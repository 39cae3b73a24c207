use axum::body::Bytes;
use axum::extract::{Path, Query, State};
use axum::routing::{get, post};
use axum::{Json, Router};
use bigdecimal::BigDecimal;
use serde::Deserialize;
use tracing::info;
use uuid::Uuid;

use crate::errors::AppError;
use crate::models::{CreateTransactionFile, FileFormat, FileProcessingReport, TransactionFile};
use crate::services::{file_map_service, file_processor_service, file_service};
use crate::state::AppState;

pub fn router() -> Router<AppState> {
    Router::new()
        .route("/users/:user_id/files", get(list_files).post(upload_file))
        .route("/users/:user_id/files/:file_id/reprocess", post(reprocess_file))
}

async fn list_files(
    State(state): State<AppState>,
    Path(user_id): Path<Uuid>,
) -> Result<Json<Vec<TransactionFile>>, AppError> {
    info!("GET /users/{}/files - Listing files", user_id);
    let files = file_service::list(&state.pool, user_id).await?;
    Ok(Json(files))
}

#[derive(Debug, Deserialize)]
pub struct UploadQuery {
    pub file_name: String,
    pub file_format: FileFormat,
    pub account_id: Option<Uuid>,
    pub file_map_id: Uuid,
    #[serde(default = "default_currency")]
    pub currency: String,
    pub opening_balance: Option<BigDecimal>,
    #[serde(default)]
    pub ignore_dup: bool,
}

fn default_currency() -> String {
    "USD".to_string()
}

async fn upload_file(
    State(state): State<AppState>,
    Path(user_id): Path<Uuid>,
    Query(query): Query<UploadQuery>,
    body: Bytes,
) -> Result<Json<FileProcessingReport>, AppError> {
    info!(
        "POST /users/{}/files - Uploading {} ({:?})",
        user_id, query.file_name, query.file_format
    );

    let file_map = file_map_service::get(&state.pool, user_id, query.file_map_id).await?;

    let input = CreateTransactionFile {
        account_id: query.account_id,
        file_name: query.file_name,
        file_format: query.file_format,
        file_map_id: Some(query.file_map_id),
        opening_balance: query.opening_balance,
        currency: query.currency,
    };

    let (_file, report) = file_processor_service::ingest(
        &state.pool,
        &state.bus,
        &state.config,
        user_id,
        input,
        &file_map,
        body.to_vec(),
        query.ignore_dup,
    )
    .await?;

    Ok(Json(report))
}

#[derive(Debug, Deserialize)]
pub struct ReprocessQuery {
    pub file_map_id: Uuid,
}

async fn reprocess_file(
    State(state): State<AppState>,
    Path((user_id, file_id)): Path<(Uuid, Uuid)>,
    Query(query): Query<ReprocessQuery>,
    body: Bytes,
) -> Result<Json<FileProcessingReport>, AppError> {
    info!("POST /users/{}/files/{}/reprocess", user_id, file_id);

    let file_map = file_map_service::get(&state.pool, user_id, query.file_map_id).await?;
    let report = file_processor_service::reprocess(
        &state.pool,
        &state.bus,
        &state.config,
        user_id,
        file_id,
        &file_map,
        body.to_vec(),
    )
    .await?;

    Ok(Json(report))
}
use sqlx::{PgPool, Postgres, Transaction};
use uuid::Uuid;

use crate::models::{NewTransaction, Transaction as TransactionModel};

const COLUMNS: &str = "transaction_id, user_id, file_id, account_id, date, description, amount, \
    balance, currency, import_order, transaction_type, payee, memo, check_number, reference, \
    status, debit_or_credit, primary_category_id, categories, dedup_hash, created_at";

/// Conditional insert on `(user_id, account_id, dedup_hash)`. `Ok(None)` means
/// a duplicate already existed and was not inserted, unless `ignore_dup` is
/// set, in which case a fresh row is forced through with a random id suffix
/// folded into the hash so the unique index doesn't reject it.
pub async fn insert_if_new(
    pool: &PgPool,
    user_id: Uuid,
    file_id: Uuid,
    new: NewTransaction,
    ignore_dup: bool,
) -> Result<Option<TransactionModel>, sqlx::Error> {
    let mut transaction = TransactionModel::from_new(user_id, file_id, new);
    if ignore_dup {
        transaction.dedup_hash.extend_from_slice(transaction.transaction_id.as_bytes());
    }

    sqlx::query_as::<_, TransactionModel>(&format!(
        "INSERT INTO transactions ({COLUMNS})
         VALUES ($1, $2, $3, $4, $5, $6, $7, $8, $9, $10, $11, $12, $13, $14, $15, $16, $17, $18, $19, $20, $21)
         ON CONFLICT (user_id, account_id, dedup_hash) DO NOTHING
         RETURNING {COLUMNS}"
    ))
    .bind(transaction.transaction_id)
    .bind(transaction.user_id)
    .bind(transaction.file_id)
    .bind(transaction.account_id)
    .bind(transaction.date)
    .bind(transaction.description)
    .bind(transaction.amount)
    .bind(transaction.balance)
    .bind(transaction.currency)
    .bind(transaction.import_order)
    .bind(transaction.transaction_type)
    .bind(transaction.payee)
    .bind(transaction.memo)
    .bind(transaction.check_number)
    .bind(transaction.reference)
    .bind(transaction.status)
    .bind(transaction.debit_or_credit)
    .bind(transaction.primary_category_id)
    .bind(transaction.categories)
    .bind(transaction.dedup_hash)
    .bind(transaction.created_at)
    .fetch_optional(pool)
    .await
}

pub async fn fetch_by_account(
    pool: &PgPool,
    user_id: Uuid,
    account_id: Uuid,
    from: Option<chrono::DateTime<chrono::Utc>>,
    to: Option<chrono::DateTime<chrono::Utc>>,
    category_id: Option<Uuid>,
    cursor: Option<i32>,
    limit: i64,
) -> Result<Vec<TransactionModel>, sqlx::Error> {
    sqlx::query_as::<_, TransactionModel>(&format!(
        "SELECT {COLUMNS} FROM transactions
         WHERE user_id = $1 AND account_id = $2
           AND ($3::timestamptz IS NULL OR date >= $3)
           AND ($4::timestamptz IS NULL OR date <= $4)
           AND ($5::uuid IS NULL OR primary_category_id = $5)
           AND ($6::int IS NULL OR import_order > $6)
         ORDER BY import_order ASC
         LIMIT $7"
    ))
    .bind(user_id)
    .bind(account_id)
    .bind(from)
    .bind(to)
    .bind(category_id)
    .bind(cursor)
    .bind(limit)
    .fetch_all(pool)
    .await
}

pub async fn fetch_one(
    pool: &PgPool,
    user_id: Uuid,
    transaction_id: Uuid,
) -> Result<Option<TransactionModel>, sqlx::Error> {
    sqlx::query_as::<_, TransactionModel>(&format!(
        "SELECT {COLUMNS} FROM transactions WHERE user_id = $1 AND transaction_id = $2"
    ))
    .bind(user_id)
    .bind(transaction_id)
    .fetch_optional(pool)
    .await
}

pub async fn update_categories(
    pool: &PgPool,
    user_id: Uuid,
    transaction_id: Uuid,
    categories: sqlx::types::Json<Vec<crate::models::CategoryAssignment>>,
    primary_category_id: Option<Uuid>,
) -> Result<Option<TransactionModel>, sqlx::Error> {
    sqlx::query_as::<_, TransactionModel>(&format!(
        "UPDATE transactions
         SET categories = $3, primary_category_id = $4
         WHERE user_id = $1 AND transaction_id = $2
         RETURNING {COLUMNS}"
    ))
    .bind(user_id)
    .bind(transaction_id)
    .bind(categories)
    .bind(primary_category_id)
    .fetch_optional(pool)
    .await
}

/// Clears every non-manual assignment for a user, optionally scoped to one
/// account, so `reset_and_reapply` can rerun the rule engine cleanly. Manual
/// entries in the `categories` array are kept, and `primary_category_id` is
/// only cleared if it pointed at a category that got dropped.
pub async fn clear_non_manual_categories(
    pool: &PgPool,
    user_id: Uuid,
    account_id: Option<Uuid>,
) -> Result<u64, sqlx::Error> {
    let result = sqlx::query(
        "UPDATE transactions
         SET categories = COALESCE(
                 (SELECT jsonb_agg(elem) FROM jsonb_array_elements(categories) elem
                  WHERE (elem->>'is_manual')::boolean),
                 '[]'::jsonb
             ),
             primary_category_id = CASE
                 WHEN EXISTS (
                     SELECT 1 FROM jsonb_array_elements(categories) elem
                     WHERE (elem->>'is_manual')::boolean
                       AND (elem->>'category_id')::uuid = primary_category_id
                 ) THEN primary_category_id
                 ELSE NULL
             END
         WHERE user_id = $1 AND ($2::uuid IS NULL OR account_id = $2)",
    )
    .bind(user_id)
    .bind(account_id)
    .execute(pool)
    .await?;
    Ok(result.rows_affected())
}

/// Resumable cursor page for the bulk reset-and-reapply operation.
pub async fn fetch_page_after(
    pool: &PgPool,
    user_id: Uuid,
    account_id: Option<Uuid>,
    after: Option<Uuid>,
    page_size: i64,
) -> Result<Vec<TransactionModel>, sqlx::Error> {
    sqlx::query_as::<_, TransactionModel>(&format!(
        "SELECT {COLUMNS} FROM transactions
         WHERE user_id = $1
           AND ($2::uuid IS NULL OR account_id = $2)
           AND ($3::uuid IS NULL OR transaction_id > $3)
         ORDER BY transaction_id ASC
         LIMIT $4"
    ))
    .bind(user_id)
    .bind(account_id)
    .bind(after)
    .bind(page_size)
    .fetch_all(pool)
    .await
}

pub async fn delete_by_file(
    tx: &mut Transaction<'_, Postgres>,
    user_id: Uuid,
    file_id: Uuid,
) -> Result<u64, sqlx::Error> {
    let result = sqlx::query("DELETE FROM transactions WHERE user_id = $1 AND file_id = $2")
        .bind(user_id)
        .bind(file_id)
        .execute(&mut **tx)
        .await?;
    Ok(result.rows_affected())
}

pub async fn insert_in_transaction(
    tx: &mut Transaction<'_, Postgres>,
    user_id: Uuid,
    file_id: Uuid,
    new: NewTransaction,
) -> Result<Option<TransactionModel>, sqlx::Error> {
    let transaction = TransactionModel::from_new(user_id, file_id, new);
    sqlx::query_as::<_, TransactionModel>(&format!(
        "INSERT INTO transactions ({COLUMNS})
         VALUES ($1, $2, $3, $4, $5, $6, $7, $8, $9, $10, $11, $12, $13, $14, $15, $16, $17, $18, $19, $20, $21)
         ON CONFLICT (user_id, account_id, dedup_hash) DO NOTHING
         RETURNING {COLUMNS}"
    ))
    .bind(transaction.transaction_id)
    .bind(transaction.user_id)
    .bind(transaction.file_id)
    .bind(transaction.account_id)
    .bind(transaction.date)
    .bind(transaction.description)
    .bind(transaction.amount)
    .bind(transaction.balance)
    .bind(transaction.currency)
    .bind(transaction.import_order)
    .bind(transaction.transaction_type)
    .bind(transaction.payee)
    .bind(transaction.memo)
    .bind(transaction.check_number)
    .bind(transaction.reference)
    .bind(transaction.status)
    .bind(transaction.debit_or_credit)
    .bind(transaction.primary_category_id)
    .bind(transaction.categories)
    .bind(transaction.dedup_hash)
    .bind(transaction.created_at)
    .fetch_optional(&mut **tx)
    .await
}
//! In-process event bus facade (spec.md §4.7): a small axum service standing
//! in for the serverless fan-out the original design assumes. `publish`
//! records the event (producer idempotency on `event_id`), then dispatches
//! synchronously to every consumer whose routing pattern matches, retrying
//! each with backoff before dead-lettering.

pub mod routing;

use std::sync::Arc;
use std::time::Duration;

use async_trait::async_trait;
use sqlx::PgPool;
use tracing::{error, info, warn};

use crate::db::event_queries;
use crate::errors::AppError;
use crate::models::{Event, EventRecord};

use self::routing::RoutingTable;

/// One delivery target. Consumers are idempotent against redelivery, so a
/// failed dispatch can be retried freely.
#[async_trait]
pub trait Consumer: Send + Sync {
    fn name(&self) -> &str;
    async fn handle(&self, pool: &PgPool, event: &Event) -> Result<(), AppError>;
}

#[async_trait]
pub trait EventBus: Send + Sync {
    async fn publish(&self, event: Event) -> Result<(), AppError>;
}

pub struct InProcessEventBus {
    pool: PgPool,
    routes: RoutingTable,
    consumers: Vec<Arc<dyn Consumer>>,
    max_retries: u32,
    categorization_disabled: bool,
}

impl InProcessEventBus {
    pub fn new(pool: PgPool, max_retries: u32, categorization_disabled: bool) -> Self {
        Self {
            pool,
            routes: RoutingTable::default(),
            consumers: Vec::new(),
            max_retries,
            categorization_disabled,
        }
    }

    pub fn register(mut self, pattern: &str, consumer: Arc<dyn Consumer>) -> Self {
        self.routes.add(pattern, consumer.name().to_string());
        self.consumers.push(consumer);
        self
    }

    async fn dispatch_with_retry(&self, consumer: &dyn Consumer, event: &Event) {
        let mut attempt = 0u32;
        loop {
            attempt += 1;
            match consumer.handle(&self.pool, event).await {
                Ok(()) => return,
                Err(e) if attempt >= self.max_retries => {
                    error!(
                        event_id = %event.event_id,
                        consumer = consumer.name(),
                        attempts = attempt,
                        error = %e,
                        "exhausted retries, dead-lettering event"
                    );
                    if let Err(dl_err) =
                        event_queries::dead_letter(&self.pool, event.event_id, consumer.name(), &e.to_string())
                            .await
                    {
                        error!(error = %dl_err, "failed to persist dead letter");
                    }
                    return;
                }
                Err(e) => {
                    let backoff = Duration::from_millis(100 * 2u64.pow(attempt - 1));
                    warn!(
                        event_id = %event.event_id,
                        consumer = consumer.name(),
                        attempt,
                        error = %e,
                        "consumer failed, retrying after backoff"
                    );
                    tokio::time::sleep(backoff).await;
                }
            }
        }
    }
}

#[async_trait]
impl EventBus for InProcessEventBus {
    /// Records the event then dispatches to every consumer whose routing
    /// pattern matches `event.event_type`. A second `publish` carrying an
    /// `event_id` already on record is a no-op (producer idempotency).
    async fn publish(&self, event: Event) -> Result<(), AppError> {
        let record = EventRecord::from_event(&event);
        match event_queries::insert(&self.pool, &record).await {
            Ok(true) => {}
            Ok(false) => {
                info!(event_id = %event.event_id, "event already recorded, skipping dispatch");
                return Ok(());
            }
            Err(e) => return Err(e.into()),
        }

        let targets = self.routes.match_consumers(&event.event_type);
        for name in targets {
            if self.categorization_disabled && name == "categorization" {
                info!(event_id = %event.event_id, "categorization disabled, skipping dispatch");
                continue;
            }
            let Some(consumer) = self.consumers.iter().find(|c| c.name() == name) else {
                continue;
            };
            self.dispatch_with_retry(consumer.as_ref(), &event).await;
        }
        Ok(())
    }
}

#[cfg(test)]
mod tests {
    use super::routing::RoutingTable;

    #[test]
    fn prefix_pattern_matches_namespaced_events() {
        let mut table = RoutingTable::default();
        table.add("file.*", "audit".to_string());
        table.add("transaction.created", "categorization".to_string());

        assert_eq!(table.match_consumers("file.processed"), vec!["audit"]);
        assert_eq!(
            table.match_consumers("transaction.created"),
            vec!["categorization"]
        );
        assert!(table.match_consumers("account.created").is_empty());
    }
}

──────

- REQUIRED ACTION: Set down, unchanged, only those lines above that fall between the line with "WHERE user_id = $1 AND account_id" and the line with "(SELECT jsonb_agg(elem) FROM", the two end lines included.

- ANSWER BOX:
         WHERE user_id = $1 AND account_id = $2
           AND ($3::timestamptz IS NULL OR date >= $3)
           AND ($4::timestamptz IS NULL OR date <= $4)
           AND ($5::uuid IS NULL OR primary_category_id = $5)
           AND ($6::int IS NULL OR import_order > $6)
         ORDER BY import_order ASC
         LIMIT $7"
    ))
    .bind(user_id)
    .bind(account_id)
    .bind(from)
    .bind(to)
    .bind(category_id)
    .bind(cursor)
    .bind(limit)
    .fetch_all(pool)
    .await
}

pub async fn fetch_one(
    pool: &PgPool,
    user_id: Uuid,
    transaction_id: Uuid,
) -> Result<Option<TransactionModel>, sqlx::Error> {
    sqlx::query_as::<_, TransactionModel>(&format!(
        "SELECT {COLUMNS} FROM transactions WHERE user_id = $1 AND transaction_id = $2"
    ))
    .bind(user_id)
    .bind(transaction_id)
    .fetch_optional(pool)
    .await
}

pub async fn update_categories(
    pool: &PgPool,
    user_id: Uuid,
    transaction_id: Uuid,
    categories: sqlx::types::Json<Vec<crate::models::CategoryAssignment>>,
    primary_category_id: Option<Uuid>,
) -> Result<Option<TransactionModel>, sqlx::Error> {
    sqlx::query_as::<_, TransactionModel>(&format!(
        "UPDATE transactions
         SET categories = $3, primary_category_id = $4
         WHERE user_id = $1 AND transaction_id = $2
         RETURNING {COLUMNS}"
    ))
    .bind(user_id)
    .bind(transaction_id)
    .bind(categories)
    .bind(primary_category_id)
    .fetch_optional(pool)
    .await
}

/// Clears every non-manual assignment for a user, optionally scoped to one
/// account, so `reset_and_reapply` can rerun the rule engine cleanly. Manual
/// entries in the `categories` array are kept, and `primary_category_id` is
/// only cleared if it pointed at a category that got dropped.
pub async fn clear_non_manual_categories(
    pool: &PgPool,
    user_id: Uuid,
    account_id: Option<Uuid>,
) -> Result<u64, sqlx::Error> {
    let result = sqlx::query(
        "UPDATE transactions
         SET categories = COALESCE(
                 (SELECT jsonb_agg(elem) FROM jsonb_array_elements(categories) elem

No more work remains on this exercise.